Developmental Audiologist

In all likelihood, you have never heard of a developmental audiologist before coming to Hearing Kids.
You may be wondering, just what is a developmental audiologist and how do they differ from a clinical or educational audiologist?
Clinical audiologists are healthcare professionals, who measure a person’s ability to hear sounds and appropriately catagorize the type and degree of hearing loss.  Some also measure a person’s listening ability, known as auditory processing.
Educational audiolgists are experts in the unique listening needs in the educational setting.  This includes providing auditory access for the student who lacks optimal access, while taking into account potential equipment conflicts if there are other students in that school that already have equipment allowing for auditory access.

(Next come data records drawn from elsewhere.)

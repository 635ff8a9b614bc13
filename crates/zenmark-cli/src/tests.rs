use std::path::PathBuf;
use std::sync::atomic::{AtomicU64, Ordering};
use std::time::{SystemTime, UNIX_EPOCH};

use pretty_assertions::assert_eq;
use zenmark_core::models::DocumentPatch;
use zenmark_core::remote::InMemoryRemoteStore;
use zenmark_core::sync::ReconcileOutcome;
use zenmark_core::Session;

use crate::cli::CompletionShell;
use crate::commands::common::{
    build_session_config, default_editor, format_relative_time, format_timestamp,
    load_session_config, normalize_identifier, normalize_search_query, resolve_document,
    resolve_folder_target, truncate, CliContext, DEFAULT_DEVICE_ID, DEFAULT_USER_ID,
    ENV_ACCESS_TOKEN, ENV_API_KEY, ENV_REMOTE_URL, ENV_USER_ID,
};
use crate::commands::completions::run_completions;
use crate::commands::delete::run_delete;
use crate::commands::move_doc::run_move;
use crate::commands::sync::format_report_lines;
use crate::commands::versions::format_history_lines;
use crate::config_profiles::CliProfile;
use crate::error::CliError;

#[test]
fn normalize_identifier_rejects_empty() {
    assert_eq!(normalize_identifier("  abc ").unwrap(), "abc");
    assert!(matches!(normalize_identifier(" \t "), Err(CliError::EmptyId)));
}

#[test]
fn normalize_search_query_rejects_empty() {
    assert_eq!(normalize_search_query(" rust ").unwrap(), "rust");
    assert!(matches!(
        normalize_search_query("   "),
        Err(CliError::EmptySearchQuery)
    ));
}

#[test]
fn default_editor_is_defined() {
    assert!(!default_editor().is_empty());
}

#[test]
fn format_relative_time_buckets() {
    let now = 1_700_000_000_000;
    assert_eq!(format_relative_time(now - 5_000, now), "just now");
    assert_eq!(format_relative_time(now - 5 * 60_000, now), "5m ago");
    assert_eq!(format_relative_time(now - 3 * 3_600_000, now), "3h ago");
    assert_eq!(format_relative_time(now - 2 * 86_400_000, now), "2d ago");
    assert_eq!(format_relative_time(now - 400 * 86_400_000, now), "1y ago");
}

#[test]
fn format_timestamp_handles_never_synced() {
    assert_eq!(format_timestamp(0), "never");
    assert_eq!(format_timestamp(1_700_000_000_000), "2023-11-14 22:13:20 UTC");
}

#[test]
fn truncate_collapses_whitespace_and_shortens() {
    assert_eq!(truncate("  a   b  ", 10), "a b");
    assert_eq!(truncate("abcdefghijkl", 8), "abcde...");
}

#[test]
fn session_config_defaults_to_local_only() {
    let config =
        build_session_config(&PathBuf::from("/tmp/z.db"), &CliProfile::default(), |_| None)
            .unwrap();

    assert_eq!(config.user_id, DEFAULT_USER_ID);
    assert_eq!(config.device_id, DEFAULT_DEVICE_ID);
    assert_eq!(config.db_path, Some(PathBuf::from("/tmp/z.db")));
    assert!(config.remote.is_none());
}

#[test]
fn session_config_env_overrides_profile() {
    let profile = CliProfile {
        user_id: Some("alice".to_string()),
        device_id: Some("laptop".to_string()),
        remote_url: Some("https://profile.example.co".to_string()),
        api_key: Some("profile-key".to_string()),
        sync_interval_secs: Some(90),
    };
    let config = build_session_config(&PathBuf::from("z.db"), &profile, |key| match key {
        ENV_USER_ID => Some("bob".to_string()),
        ENV_REMOTE_URL => Some("https://env.example.co".to_string()),
        ENV_ACCESS_TOKEN => Some("jwt".to_string()),
        _ => None,
    })
    .unwrap();

    assert_eq!(config.user_id, "bob");
    assert_eq!(config.device_id, "laptop");
    assert_eq!(config.reconcile.interval_secs, 90);
    let remote = config.remote.unwrap();
    assert_eq!(remote.url, "https://env.example.co");
    assert_eq!(remote.api_key, "profile-key");
    assert_eq!(remote.access_token.as_deref(), Some("jwt"));
}

#[test]
fn session_config_rejects_half_configured_remote() {
    let result = build_session_config(&PathBuf::from("z.db"), &CliProfile::default(), |key| {
        (key == ENV_API_KEY).then(|| "key".to_string())
    });
    assert!(matches!(result, Err(CliError::Core(_))));
}

#[test]
fn history_lines_mark_current_version() {
    let history = vec![
        zenmark_core::models::VersionSnapshot::new(
            zenmark_core::DocumentId::new(),
            2,
            "second draft",
            "laptop",
        ),
        zenmark_core::models::VersionSnapshot::new(
            zenmark_core::DocumentId::new(),
            1,
            "",
            "laptop",
        ),
    ];

    let lines = format_history_lines(&history, 2);
    assert!(lines[0].starts_with("* v2"));
    assert!(lines[0].ends_with("second draft"));
    assert!(lines[1].starts_with("  v1"));
    assert!(lines[1].ends_with("(empty)"));
}

#[test]
fn completions_write_to_output_file() {
    let path = unique_test_path("bash");
    run_completions(CompletionShell::Bash, Some(&path)).unwrap();

    let script = std::fs::read_to_string(&path).unwrap();
    let _ = std::fs::remove_file(&path);
    assert!(script.contains("zenmark"));
}

#[tokio::test(flavor = "current_thread")]
#[cfg_attr(windows, ignore)]
async fn resolve_document_accepts_unique_prefix() {
    let db_path = unique_test_path("db");
    let context = test_context(&db_path);
    let session = Session::open(load_session_config(&context).unwrap())
        .await
        .unwrap();

    let document = session
        .documents()
        .create(session.user_id(), "Prefix me")
        .await
        .unwrap();
    let full_id = document.id.to_string();

    let resolved = resolve_document(&full_id[..30], &session).await.unwrap();
    assert_eq!(resolved.id, document.id);

    let missing = resolve_document("ffffffff", &session).await;
    assert!(matches!(missing, Err(CliError::DocumentNotFound(_))));

    drop(session);
    cleanup_db_files(&db_path);
}

#[tokio::test(flavor = "current_thread")]
#[cfg_attr(windows, ignore)]
async fn resolve_document_reports_ambiguous_prefix() {
    let db_path = unique_test_path("db");
    let context = test_context(&db_path);
    let session = Session::open(load_session_config(&context).unwrap())
        .await
        .unwrap();

    let first = session
        .documents()
        .create(session.user_id(), "One")
        .await
        .unwrap();
    session
        .documents()
        .create(session.user_id(), "Two")
        .await
        .unwrap();

    // UUIDv7 ids created back to back share their timestamp prefix
    let prefix = first.id.to_string()[..6].to_string();
    let result = resolve_document(&prefix, &session).await;
    assert!(matches!(result, Err(CliError::AmbiguousId(_))));

    drop(session);
    cleanup_db_files(&db_path);
}

#[tokio::test(flavor = "current_thread")]
#[cfg_attr(windows, ignore)]
async fn resolve_folder_target_treats_root_as_none() {
    let db_path = unique_test_path("db");
    let context = test_context(&db_path);
    let session = Session::open(load_session_config(&context).unwrap())
        .await
        .unwrap();

    assert_eq!(resolve_folder_target(None, &session).await.unwrap(), None);
    assert_eq!(
        resolve_folder_target(Some("root"), &session).await.unwrap(),
        None
    );

    let folder = session
        .folders()
        .create(session.user_id(), "Work", None)
        .await
        .unwrap();
    assert_eq!(
        resolve_folder_target(Some(&folder.id.to_string()), &session)
            .await
            .unwrap(),
        Some(folder.id)
    );

    drop(session);
    cleanup_db_files(&db_path);
}

#[tokio::test(flavor = "current_thread")]
#[cfg_attr(windows, ignore)]
async fn delete_command_soft_deletes_document() {
    let db_path = unique_test_path("db");
    let context = test_context(&db_path);
    let id = {
        let session = Session::open(load_session_config(&context).unwrap())
            .await
            .unwrap();
        let document = session
            .documents()
            .create(session.user_id(), "Doomed")
            .await
            .unwrap();
        document.id
    };

    run_delete(&id.to_string(), &context).await.unwrap();

    let session = Session::open(load_session_config(&context).unwrap())
        .await
        .unwrap();
    let stored = session.documents().get(&id).await.unwrap().unwrap();
    assert!(!stored.is_active());
    assert!(session
        .documents()
        .list(session.user_id())
        .await
        .unwrap()
        .is_empty());

    drop(session);
    cleanup_db_files(&db_path);
}

#[tokio::test(flavor = "current_thread")]
#[cfg_attr(windows, ignore)]
async fn move_command_files_document_into_folder() {
    let db_path = unique_test_path("db");
    let context = test_context(&db_path);
    let (document_id, folder_id) = {
        let session = Session::open(load_session_config(&context).unwrap())
            .await
            .unwrap();
        let document = session
            .documents()
            .create(session.user_id(), "Plan")
            .await
            .unwrap();
        let folder = session
            .folders()
            .create(session.user_id(), "Projects", None)
            .await
            .unwrap();
        (document.id, folder.id)
    };

    run_move(
        &document_id.to_string(),
        Some(&folder_id.to_string()),
        &context,
    )
    .await
    .unwrap();

    let session = Session::open(load_session_config(&context).unwrap())
        .await
        .unwrap();
    let stored = session.documents().get(&document_id).await.unwrap().unwrap();
    assert_eq!(stored.folder_id, Some(folder_id));

    drop(session);
    cleanup_db_files(&db_path);
}

#[tokio::test(flavor = "current_thread")]
#[cfg_attr(windows, ignore)]
async fn report_lines_for_offline_and_completed_passes() {
    let remote = InMemoryRemoteStore::new();
    let config = build_session_config(&unique_test_path("db"), &CliProfile::default(), |_| None)
        .unwrap();
    let config = zenmark_core::config::SessionConfig {
        db_path: None,
        ..config
    };
    let session = Session::open_with_remote(config, Some(remote.clone()))
        .await
        .unwrap();
    let document = session
        .documents()
        .create(session.user_id(), "Synced")
        .await
        .unwrap();
    session
        .documents()
        .update(&document.id, DocumentPatch::default().content("# Synced"))
        .await
        .unwrap();

    remote.set_online(false);
    let offline = session
        .reconciler()
        .unwrap()
        .reconcile_all(session.user_id())
        .await
        .unwrap();
    assert_eq!(offline.outcome, ReconcileOutcome::Offline);
    assert_eq!(
        format_report_lines(&offline),
        vec!["remote store unreachable, nothing synced".to_string()]
    );

    remote.set_online(true);
    let report = session
        .reconciler()
        .unwrap()
        .reconcile_all(session.user_id())
        .await
        .unwrap();
    let lines = format_report_lines(&report);
    assert_eq!(lines.len(), 1);
    assert!(lines[0].starts_with("pushed 1, pulled 0, conflicts 0, failures 0"));
}

fn test_context(db_path: &PathBuf) -> CliContext {
    CliContext {
        db_path: db_path.clone(),
        profile: Some(format!("zenmark-test-{}", std::process::id())),
    }
}

fn unique_test_path(extension: &str) -> PathBuf {
    static NEXT_TEST_ID: AtomicU64 = AtomicU64::new(0);

    let timestamp = SystemTime::now()
        .duration_since(UNIX_EPOCH)
        .map_or(0, |duration| duration.as_nanos());
    let sequence = NEXT_TEST_ID.fetch_add(1, Ordering::Relaxed);
    std::env::temp_dir().join(format!("zenmark-cli-test-{timestamp}-{sequence}.{extension}"))
}

fn cleanup_db_files(path: &PathBuf) {
    // libsql can keep file handles alive briefly after drop on Windows.
    if cfg!(windows) {
        return;
    }

    let _ = std::fs::remove_file(path);
    let _ = std::fs::remove_file(path.with_extension("db-shm"));
    let _ = std::fs::remove_file(path.with_extension("db-wal"));
}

I (Chanie Monoker) began my audiolgical career as an educational audiologist.
In that role I was responsile for ensuring children diagnosed elsewhere received optimal auditory access within the educational setting.  But assessment was still limited to auditory acuity, not processing.  Even those children who had been diagnosed privately with an auditory processing disorder simply received improved auditory access via an FM system, but no support for their listening skills.
When I began working with a developmental optometrist I was exposed to a paradigm shift, looking at the functions of the system beyond mere acuity as well as looking at the patient’s functional experience.
This paradigm gave birth to the developmental audiologist, someone who has the necessary background to check development as it relates to the medical side of things and can inform you how this will impact your child’s academic and social performance.  This involved extensive research into development of auditory function and how this could be assessed in younger children.  Resulting in aplace where you can have an assessment of auditory processing for your child as young as 4 years old.  As the child develops and his system matures the testing becomes more extensive.
This is really no different than how motor, speech and language skills are assessed.  So why wait until a child is behind in reading to learn that his auditory processing skills need work for him to learn how to read well?  We don’t do this for other areas of development!

Now you and your child get to benefit from these practice innovations.

Hearing Kids is also designed to be a one stop shop.  To accomplish this required extensive training in other disciplines.  Providing you with a more efficient model to diagnosing what is inhibiting your child’s progress.  You get to choose what questions you want answered about your child’s performance, and schedule the tier that fits your needs.
In one place.
During a single visit.

This shift also lead us to a different approach in addressing middle ear fluid (otitis media).  Addressing it at the root rather than managing the symptom.